Task details: Write out exactly the lines from the first line of the records below through the line that contains "String, pattern: String", and stop there.

Data shown:
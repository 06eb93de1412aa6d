//! Command safety gate
//!
//! Checks a command against the denylist and, when it passes, runs it
//! through the host shell exactly once and waits for it to finish. Every
//! failure is reported as an [`Outcome`]; nothing escapes as an `Err` or
//! a panic.

use serde::Serialize;
use serde_json::{json, Value};
use std::fmt;
use std::path::Path;
use std::process::Stdio;
use std::sync::Arc;
use std::time::Duration;
use tracing::{debug, warn};

use crate::config::ShellConfig;
use crate::formatting::truncate_output;
use crate::tools::process_utils::{shell_command, std_shell_command};

use super::Denylist;

/// Exit codes a shell uses when it could not launch the requested program
#[cfg(windows)]
const LAUNCH_FAILURE_CODES: &[i32] = &[9009];

/// 126: found but not executable, 127: not found
#[cfg(not(windows))]
const LAUNCH_FAILURE_CODES: &[i32] = &[126, 127];

/// Result of passing a command through the gate
#[derive(Debug, Clone, PartialEq, Eq, Serialize)]
#[serde(tag = "status", rename_all = "snake_case")]
pub enum Outcome {
    /// Ran to completion with exit status 0
    Success {
        exit_code: i32,
        stdout: String,
        stderr: String,
    },
    /// Matched the denylist; nothing was spawned
    Rejected { command: String, pattern: String },
    /// Ran but exited non-zero, was killed, or timed out
    ExecutionFailed {
        exit_code: Option<i32>,
        stdout: String,
        stderr: String,
    },
    /// The program could not be started
    SpawnError { message: String },
}

impl Outcome {
    pub fn is_success(&self) -> bool {
        matches!(self, Outcome::Success { .. })
    }

    pub fn is_rejected(&self) -> bool {
        matches!(self, Outcome::Rejected { .. })
    }

    pub fn exit_code(&self) -> Option<i32> {
        match self {
            Outcome::Success { exit_code, .. } => Some(*exit_code),
            Outcome::ExecutionFailed { exit_code, .. } => *exit_code,
            _ => None,
        }
    }

    /// Structured form handed to hosts that expect JSON
    pub fn to_json(&self) -> Value {
        match self {
            Outcome::Rejected { command, pattern } => json!({
                "status": "rejected",
                "error": "Command blocked by safety policy",
                "command": command,
                "pattern": pattern,
                "reason": "matches disallowed destructive pattern",
            }),
            other => serde_json::to_value(other).unwrap_or_else(|_| json!({
                "status": "spawn_error",
                "message": other.to_string(),
            })),
        }
    }
}

impl fmt::Display for Outcome {
    fn fmt(&self, f: &mut fmt::Formatter<'_>) -> fmt::Result {
        match self {
            Outcome::Success { stdout, stderr, .. } => {
                if stdout.is_empty() && stderr.is_empty() {
                    return write!(f, "Command completed successfully (no output)");
                }
                write!(f, "{}", stdout)?;
                if !stderr.is_empty() {
                    write!(f, "\n[stderr]\n{}", stderr)?;
                }
                Ok(())
            }
            Outcome::Rejected { pattern, .. } => write!(
                f,
                "Command blocked by safety policy: matches disallowed pattern '{}'",
                pattern
            ),
            Outcome::ExecutionFailed {
                exit_code,
                stdout,
                stderr,
            } => {
                match exit_code {
                    Some(code) => write!(f, "Command failed (exit code {})", code)?,
                    None => write!(f, "Command failed (no exit code)")?,
                }
                if !stdout.is_empty() {
                    write!(f, "\n[stdout]\n{}", stdout)?;
                }
                if !stderr.is_empty() {
                    write!(f, "\n[stderr]\n{}", stderr)?;
                }
                Ok(())
            }
            Outcome::SpawnError { message } => {
                write!(f, "Command could not be started: {}", message)
            }
        }
    }
}

/// Denylist check plus a single blocking shell invocation
#[derive(Debug, Clone)]
pub struct CommandGate {
    denylist: Arc<Denylist>,
    shell: Option<String>,
    timeout: Option<Duration>,
    max_output_bytes: usize,
}

impl CommandGate {
    pub fn new(denylist: Arc<Denylist>) -> Self {
        Self {
            denylist,
            shell: None,
            timeout: None,
            max_output_bytes: ShellConfig::default().max_output_bytes,
        }
    }

    /// Build a gate from the `[shell]` configuration section
    pub fn from_config(config: &ShellConfig) -> Self {
        Self {
            denylist: Arc::new(Denylist::new(config.fragments())),
            shell: config.shell.clone(),
            timeout: config.timeout_secs.map(Duration::from_secs),
            max_output_bytes: config.max_output_bytes,
        }
    }

    /// Use a specific shell program instead of the platform default
    pub fn with_shell(mut self, program: impl Into<String>) -> Self {
        self.shell = Some(program.into());
        self
    }

    /// Default timeout for [`CommandGate::run_async`]
    pub fn with_timeout(mut self, timeout: Option<Duration>) -> Self {
        self.timeout = timeout;
        self
    }

    pub fn with_max_output_bytes(mut self, max: usize) -> Self {
        self.max_output_bytes = max;
        self
    }

    pub fn denylist(&self) -> &Denylist {
        &self.denylist
    }

    /// The denylist fragment that blocks `command`, if any. Pure.
    pub fn blocked_pattern(&self, command: &str) -> Option<&str> {
        self.denylist.matched(command)
    }

    fn rejection(&self, command: &str) -> Option<Outcome> {
        let pattern = self.blocked_pattern(command)?;
        warn!(pattern, "Command blocked by denylist");
        Some(Outcome::Rejected {
            command: command.to_string(),
            pattern: pattern.to_string(),
        })
    }

    /// Check and run `command`, blocking the calling thread until it exits.
    ///
    /// No timeout applies here.
    pub fn run(&self, command: &str, cwd: Option<&Path>) -> Outcome {
        if let Some(rejected) = self.rejection(command) {
            return rejected;
        }

        let mut cmd = std_shell_command(self.shell.as_deref(), command);
        cmd.stdin(Stdio::null())
            .stdout(Stdio::piped())
            .stderr(Stdio::piped());
        if let Some(dir) = cwd {
            cmd.current_dir(dir);
        }

        debug!(command, "Spawning command");
        match cmd.output() {
            Ok(output) => self.classify(output.status.code(), &output.stdout, &output.stderr),
            Err(e) => spawn_error(command, &e),
        }
    }

    /// Async variant of [`CommandGate::run`] with an optional timeout.
    ///
    /// `timeout` overrides the gate's default; on expiry the child is killed
    /// and the outcome is `ExecutionFailed` without an exit code.
    pub async fn run_async(
        &self,
        command: &str,
        cwd: Option<&Path>,
        timeout: Option<Duration>,
    ) -> Outcome {
        if let Some(rejected) = self.rejection(command) {
            return rejected;
        }

        let mut cmd = shell_command(self.shell.as_deref(), command);
        cmd.stdin(Stdio::null())
            .stdout(Stdio::piped())
            .stderr(Stdio::piped())
            .kill_on_drop(true);
        if let Some(dir) = cwd {
            cmd.current_dir(dir);
        }

        debug!(command, "Spawning command");
        let child = match cmd.spawn() {
            Ok(child) => child,
            Err(e) => return spawn_error(command, &e),
        };

        let waited = match timeout.or(self.timeout) {
            Some(limit) => match tokio::time::timeout(limit, child.wait_with_output()).await {
                Ok(waited) => waited,
                Err(_) => {
                    warn!(command, timeout = ?limit, "Command timed out");
                    return Outcome::ExecutionFailed {
                        exit_code: None,
                        stdout: String::new(),
                        stderr: format!("Command timed out after {:?}", limit),
                    };
                }
            },
            None => child.wait_with_output().await,
        };

        match waited {
            Ok(output) => self.classify(output.status.code(), &output.stdout, &output.stderr),
            Err(e) => spawn_error(command, &e),
        }
    }

    /// Plain "string in, string out" entry point for hosts
    pub fn run_command(&self, command: &str) -> String {
        self.run(command, None).to_string()
    }

    fn classify(&self, code: Option<i32>, stdout: &[u8], stderr: &[u8]) -> Outcome {
        let stdout = truncate_output(&String::from_utf8_lossy(stdout), self.max_output_bytes);
        let stderr = truncate_output(&String::from_utf8_lossy(stderr), self.max_output_bytes);
        debug!(exit_code = ?code, "Command finished");

        match code {
            Some(0) => Outcome::Success {
                exit_code: 0,
                stdout,
                stderr,
            },
            Some(code) if LAUNCH_FAILURE_CODES.contains(&code) && stdout.trim().is_empty() => {
                let detail = stderr.trim();
                Outcome::SpawnError {
                    message: if detail.is_empty() {
                        format!("program not found or not executable (exit code {})", code)
                    } else {
                        format!("{} (exit code {})", detail, code)
                    },
                }
            }
            code => Outcome::ExecutionFailed {
                exit_code: code,
                stdout,
                stderr,
            },
        }
    }
}

impl Default for CommandGate {
    fn default() -> Self {
        Self::new(Arc::new(Denylist::default()))
    }
}

fn spawn_error(command: &str, err: &std::io::Error) -> Outcome {
    warn!(command, error = %err, "Failed to spawn command");
    Outcome::SpawnError {
        message: err.to_string(),
    }
}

Solution below:
repository 06eb93de1412aa6d
//! Command safety gate
//!
//! Checks a command against the denylist and, when it passes, runs it
//! through the host shell exactly once and waits for it to finish. Every
//! failure is reported as an [`Outcome`]; nothing escapes as an `Err` or
//! a panic.

use serde::Serialize;
use serde_json::{json, Value};
use std::fmt;
use std::path::Path;
use std::process::Stdio;
use std::sync::Arc;
use std::time::Duration;
use tracing::{debug, warn};

use crate::config::ShellConfig;
use crate::formatting::truncate_output;
use crate::tools::process_utils::{shell_command, std_shell_command};

use super::Denylist;

/// Exit codes a shell uses when it could not launch the requested program
#[cfg(windows)]
const LAUNCH_FAILURE_CODES: &[i32] = &[9009];

/// 126: found but not executable, 127: not found
#[cfg(not(windows))]
const LAUNCH_FAILURE_CODES: &[i32] = &[126, 127];

/// Result of passing a command through the gate
#[derive(Debug, Clone, PartialEq, Eq, Serialize)]
#[serde(tag = "status", rename_all = "snake_case")]
pub enum Outcome {
    /// Ran to completion with exit status 0
    Success {
        exit_code: i32,
        stdout: String,
        stderr: String,
    },
    /// Matched the denylist; nothing was spawned
    Rejected { command: String, pattern: String },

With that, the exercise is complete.